É um mês de decisões emergenciais. Com a saída das políticas de livro e leitura da estrutura da FBN --estas ficarão no MinC, sob comando do Plano Nacional do Livro e Leitura (PNLL)--, é preciso redesenhar o organograma.

As mudanças começaram com a decisão da ministra Marta Suplicy (Cultura) de demitir Galeno Amorim da presidência da FBN, em março.

Agora, o cientista político Renato Lessa, recém-empossado na biblioteca, e o novo secretário-executivo do PNLL, José Castilho Marques Neto, precisam definir, até o dia 31 de maio, a divisão do orçamento entre as duas áreas --para então iniciarem os trabalhos práticos.

Lessa assume a biblioteca, em estado crítico, e, ao mesmo tempo, a organização da participação brasileira na Feira do Livro de Frankfurt, a mais importante do mercado editorial, em outubro. Não gosta do modelo. "Não há contrapartida das editoras, o governo paga tudo", diz.

À Folha ele fala sobre suas metas e o cenário "borgiano e kafkiano" que encontrou.

-

Folha -- Como o sr. recebeu o convite para assumir a FBN?
Renato Lessa -- Não demorei a notar a mistura do mundo de Jorge Luis Borges com o de Franz Kafka que existe na Biblioteca Nacional.
A dimensão Borges tem a ver com esse paraíso na forma de biblioteca. Mas é um paraíso com fios desencapado, goteiras, que tiram o aspecto diáfano. O lado kafkiano diz respeito à burocracia.
Uma preocupação foi o fato de a biblioteca ter, nos últimos anos, incorporado as políticas do livro. Para mim, era mais do que uma irracionalidade, era algo que asfixiava a biblioteca. Mas isso a ministra já planejava corrigir.

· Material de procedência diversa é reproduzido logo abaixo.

//! Outbound Delivery (spec.md §4.5 C5).

pub mod delivery;
pub mod ledger;

pub use delivery::deliver;
pub use ledger::SentMessageLedger;
//! End-to-end scenarios for the Inbound Pipeline and Outbound Delivery,
//! driven with a fake `PlatformClient` so no live account is needed.

use std::collections::HashMap;
use std::sync::Arc;
use std::sync::atomic::{AtomicU64, Ordering};

use async_trait::async_trait;
use tokio::sync::{Mutex, RwLock};

use ringcentral_bridge::cache::ChatCache;
use ringcentral_bridge::core::config::{AccountConfig, AccountCredentials, DmPolicy, GroupOverride, GroupPolicy};
use ringcentral_bridge::grouplog::GroupChatLog;
use ringcentral_bridge::model::{Attachment, ChatType, InboundEvent, PostBody};
use ringcentral_bridge::outbound::SentMessageLedger;
use ringcentral_bridge::pipeline::{self, AccountPipeline};
use ringcentral_bridge::platform::{DownloadedContent, PlatformClient, PlatformError};
use ringcentral_bridge::platform::types::{ChatSummary, CurrentExtension, MemberRef, Post, SubscriptionCreateResponse, UserDetails, UploadResponse};
use ringcentral_bridge::runtime::NullAgentRuntime;
use ringcentral_bridge::status::StatusTracker;

/// Records every post created/updated/deleted and answers `get_chat` /
/// `download_content` from fixed, test-configured state.
struct FakePlatformClient {
    chats: HashMap<String, ChatSummary>,
    created: Mutex<Vec<(String, String, Vec<String>)>>,
    updated: Mutex<Vec<(String, String, String)>>,
    deleted: Mutex<Vec<(String, String)>>,
    next_post_id: AtomicU64,
    deny_download: bool,
}

impl FakePlatformClient {
    fn new() -> Self {
        Self {
            chats: HashMap::new(),
            created: Mutex::new(Vec::new()),
            updated: Mutex::new(Vec::new()),
            deleted: Mutex::new(Vec::new()),
            next_post_id: AtomicU64::new(1),
            deny_download: false,
        }
    }

    fn with_chat(mut self, chat: ChatSummary) -> Self {
        self.chats.insert(chat.id.clone(), chat);
        self
    }

    fn next_id(&self) -> String {
        format!("post-{}", self.next_post_id.fetch_add(1, Ordering::SeqCst))
    }
}

fn chat_summary(id: &str, chat_type: ChatType, name: Option<&str>, members: &[&str]) -> ChatSummary {
    ChatSummary {
        id: id.to_string(),
        name: name.map(str::to_string),
        chat_type,
        members: members.iter().map(|m| MemberRef::Id(m.to_string())).collect(),
    }
}

#[async_trait]
impl PlatformClient for FakePlatformClient {
    async fn current_extension(&self) -> Result<CurrentExtension, PlatformError> {
        Ok(CurrentExtension { id: "owner-1".into() })
    }

    async fn get_chat(&self, chat_id: &str) -> Result<Option<ChatSummary>, PlatformError> {
        Ok(self.chats.get(chat_id).cloned())
    }

    async fn list_chats(&self, _chat_type: ChatType, _limit: u32) -> Result<Vec<ChatSummary>, PlatformError> {
        Ok(self.chats.values().cloned().collect())
    }

    async fn get_user(&self, user_id: &str) -> Result<Option<UserDetails>, PlatformError> {
        Ok(Some(UserDetails {
            id: user_id.to_string(),
            first_name: Some("Test".into()),
            last_name: Some("User".into()),
        }))
    }

    async fn create_post(&self, chat_id: &str, text: &str, attachment_ids: &[String]) -> Result<Post, PlatformError> {
        let id = self.next_id();
        self.created
            .lock()
            .await
            .push((chat_id.to_string(), text.to_string(), attachment_ids.to_vec()));
        Ok(Post {
            id,
            group_id: chat_id.to_string(),
            text: Some(text.to_string()),
            attachments: Vec::new(),
            mentions: Vec::new(),
        })
    }

    async fn update_post(&self, chat_id: &str, post_id: &str, text: &str) -> Result<Post, PlatformError> {
        self.updated
            .lock()
            .await
            .push((chat_id.to_string(), post_id.to_string(), text.to_string()));
        Ok(Post {
            id: post_id.to_string(),
            group_id: chat_id.to_string(),
            text: Some(text.to_string()),
            attachments: Vec::new(),
            mentions: Vec::new(),
        })
    }

    async fn delete_post(&self, chat_id: &str, post_id: &str) -> Result<(), PlatformError> {
        self.deleted.lock().await.push((chat_id.to_string(), post_id.to_string()));
        Ok(())
    }

    async fn upload_attachment(
        &self,
        _chat_id: &str,
        _bytes: Vec<u8>,
        _filename: &str,
        _content_type: &str,
    ) -> Result<UploadResponse, PlatformError> {
        Ok(UploadResponse { id: "attachment-1".into() })
    }

    async fn download_content(&self, _content_uri: &str, max_bytes: u64) -> Result<DownloadedContent, PlatformError> {
        if self.deny_download {
            return Err(PlatformError::PayloadTooLarge);
        }
        let size = (max_bytes + 1) as usize;
        Ok(DownloadedContent {
            buffer: vec![0u8; size.min(4)],
            content_type: Some("application/octet-stream".into()),
        })
    }

    async fn crud(
        &self,
        _method: reqwest::Method,
        _team_messaging_path: &str,
        _body: Option<serde_json::Value>,
    ) -> Result<serde_json::Value, PlatformError> {
        Ok(serde_json::Value::Null)
    }

    async fn create_subscription(&self, _filters: &[&str]) -> Result<SubscriptionCreateResponse, PlatformError> {
        unimplemented!("not exercised by pipeline scenarios")
    }

    async fn revoke_subscription(&self, _subscription_id: &str) -> Result<(), PlatformError> {
        Ok(())
    }
}

fn base_account(account_id: &str, workspace: &std::path::Path) -> AccountConfig {
    AccountConfig {
        account_id: account_id.to_string(),
        enabled: true,
        credentials: AccountCredentials {
            client_id: "c".into(),
            client_secret: "s".into(),
            jwt: "j".into(),
            server: None,
        },
        dm_policy: Some(DmPolicy::Open),
        allow_from: vec!["*".into()],
        dm: None,
        group_policy: Some(GroupPolicy::Allowlist),
        group_allow_from: vec![],
        groups: HashMap::new(),
        require_mention: Some(false),
        media_max_mb: None,
        text_chunk_limit: Some(40),
        chunk_mode: None,
        self_only: Some(false),
        bot_extension_id: None,
        workspace: Some(workspace.to_string_lossy().into_owned()),
        name: None,
    }
}

fn sample_event(chat_id: &str, post_id: &str, sender_id: &str, text: &str) -> InboundEvent {
    InboundEvent {
        event: Some("/restapi/v1.0/glip/posts".into()),
        body: PostBody {
            id: post_id.into(),
            group_id: chat_id.into(),
            creator_id: sender_id.into(),
            creation_time: None,
            text: Some(text.into()),
            attachments: Vec::new(),
            mentions: Vec::new(),
            event_type: Some("PostAdded".into()),
        },
    }
}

Por que a FBN continua responsável pela área de internacionalização do livro, que faz parte dessas políticas?
A área será reformulada. Saem da biblioteca a DLLLB [Diretoria de Livro, Leitura, Literatura e Bibliotecas], o Proler [Programa Nacional de Incentivo à Leitura] e o Sistema Nacional de Bibliotecas.
A internacionalização do livro fica, mas o conceito muda. Será internacionalização da biblioteca. Manteremos bolsas de tradução, prêmios literários. Isso é compatível com a FBN. Mas o foco será na conexão com outras bibliotecas, redes internacionais.

Como fica a participação em feiras internacionais?
A Feira de Frankfurt é uma política de governo, compromisso assumido em 2010 e que envolve os Ministérios da Cultura e das Relações Exteriores. A FBN cumprirá a sua parte.
Mas penso em outra forma de internacionalizar a biblioteca. A FBN não pode ser plataforma de eventos editoriais. Prefiro que participe com seu acervo, com a destreza de seus quadros técnicos. Não significa que será uma autarquia nacionalista, mas aparecerá de forma mais própria a ela.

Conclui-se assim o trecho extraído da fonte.